Agricultural Research Service (ARS) plant pathologist William Schneider has
used, or is familiar with, just about every kind of method of identifying
organisms that cause plant diseases, from light microscopes to so-called
genetic fingerprinting, November 2006 by Jan Suszkiw.

Each has its place in the field of disease diagnostics. But what's really
excited Schneider is a procedure called TIGER, short for "Triangulation
Identification for Genetic Evaluation of Risks."

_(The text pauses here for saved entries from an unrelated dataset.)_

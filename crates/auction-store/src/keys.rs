//! Redis key naming convention. All keys share the
//! `nellis:` namespace so the tracker can share a Redis instance with other
//! tools without collision.

pub fn auction(auction_id: &str) -> String {
    format!("nellis:auction:{auction_id}")
}

pub fn auction_index() -> &'static str {
    "nellis:auctions:index"
}

pub fn bid_history(auction_id: &str) -> String {
    format!("nellis:bid_history:{auction_id}")
}

pub fn settings() -> &'static str {
    "nellis:system:settings"
}

/// Holds the encrypted cookie/session blob.
pub fn auth_cookies() -> &'static str {
    "nellis:auth:cookies"
}

#[cfg(test)]
mod tests {
    use super::*;

    #[test]
    fn keys_share_the_nellis_namespace() {
        assert_eq!(auction("abc123"), "nellis:auction:abc123");
        assert_eq!(bid_history("abc123"), "nellis:bid_history:abc123");
        assert_eq!(settings(), "nellis:system:settings");
        assert_eq!(auth_cookies(), "nellis:auth:cookies");
    }
}
//! Top-level application error type: every subcrate's error folds into
//! this one at the transport boundary, where it becomes a REST/WS
//! `{success:false, error, code}` body or a process exit code.

use thiserror::Error;

#[derive(Debug, Error)]
pub enum AppError {
    #[error("configuration error: {0}")]
    Config(String),

    #[error("validation error: {0}")]
    Validation(String),

    #[error("auth error: {0}")]
    Auth(String),

    #[error("core error: {0}")]
    Core(#[from] auction_core::CoreError),

    #[error("store error: {0}")]
    Store(#[from] auction_store::StoreError),

    #[error("upstream error: {0}")]
    Upstream(#[from] auction_upstream::UpstreamError),

    #[error("monitor error: {0}")]
    Monitor(#[from] auction_monitor::MonitorError),

    #[error("broadcast error: {0}")]
    Broadcast(#[from] auction_broadcast::BroadcastError),

    #[error("telemetry error: {0}")]
    Telemetry(#[from] auction_telemetry::TelemetryError),

    #[error("io error: {0}")]
    Io(#[from] std::io::Error),

    #[error("shutdown requested")]
    Shutdown,
}

pub type AppResult<T> = Result<T, AppError>;

impl AppError {
    /// Stable wire code for the `{success:false, error, code}` shape.
    pub fn code(&self) -> &'static str {
        match self {
            Self::Config(_) => "CONFIG_ERROR",
            Self::Validation(_) => "VALIDATION_ERROR",
            Self::Auth(_) => "AUTH_ERROR",
            Self::Core(e) => e.code(),
            Self::Store(_) => "STORE_ERROR",
            Self::Upstream(_) => "BID_ERROR",
            Self::Monitor(_) => "VALIDATION_ERROR",
            Self::Broadcast(_) => "INTERNAL_ERROR",
            Self::Telemetry(_) => "INTERNAL_ERROR",
            Self::Io(_) => "INTERNAL_ERROR",
            Self::Shutdown => "INTERNAL_ERROR",
        }
    }

    /// HTTP status this error maps to.
    pub fn status(&self) -> axum::http::StatusCode {
        use axum::http::StatusCode;
        match self {
            Self::Config(_) => StatusCode::INTERNAL_SERVER_ERROR,
            Self::Validation(_) => StatusCode::BAD_REQUEST,
            Self::Auth(_) => StatusCode::UNAUTHORIZED,
            Self::Core(auction_core::CoreError::Validation(_)) => StatusCode::BAD_REQUEST,
            Self::Core(auction_core::CoreError::Auth(_)) => StatusCode::UNAUTHORIZED,
            Self::Monitor(auction_monitor::MonitorError::AlreadyMonitored(_))
            | Self::Monitor(auction_monitor::MonitorError::NotMonitored(_))
            | Self::Monitor(auction_monitor::MonitorError::InvalidProductId(_)) => {
                StatusCode::BAD_REQUEST
            }
            _ => StatusCode::INTERNAL_SERVER_ERROR,
        }
    }
}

According to Schneider, with the ARS Foreign Disease-Weed Science Research
Unit in Fort Detrick, Md., TIGER has the potential to identify virtually
every kind of microbe that may be present in a given sample?and to do so in
a matter of minutes.

Other methods, including those that use polymerase chain reaction (PCR)?best
known for its role in genetic fingerprinting?take hours, days or weeks. And
even then, such methods typically detect only up to a few dozen microbes at
a time.

Speed coupled with accuracy, sensitivity and ease of use promise to make
TIGER a frontline tool in detecting new, as-yet-undescribed pathogens, or
exotic ones that originate outside the United States, like citrus greening,
citrus canker and soybean rust.

Schneider's "neighbors" at the U.S. Army Medical Research Institute of
Infectious Diseases (USAMRIID) in Fort Detrick were among the first there to
use TIGER as part of the military lab's mission to detect, diagnose and
counter human pathogens, such as those encountered by deployed troops. Last
summer, Schneider began collaborating with Chris Whitehouse of USAMRIID's
Diagnostic Systems Division to test and build TIGER's capacity to identify
crop pathogens.

Along with ARS postdoctoral researcher Elena Postnikova, Schneider and
Whitehouse are conducting research on three fronts, starting with 14 genera
of plant disease bacteria. Of particular interest is verifying TIGER's use
of generalized primers as a sort of one-size-fits-all "homing beacon" to
distinguish bacteria from other microbes in a sample, such as leaf tissue.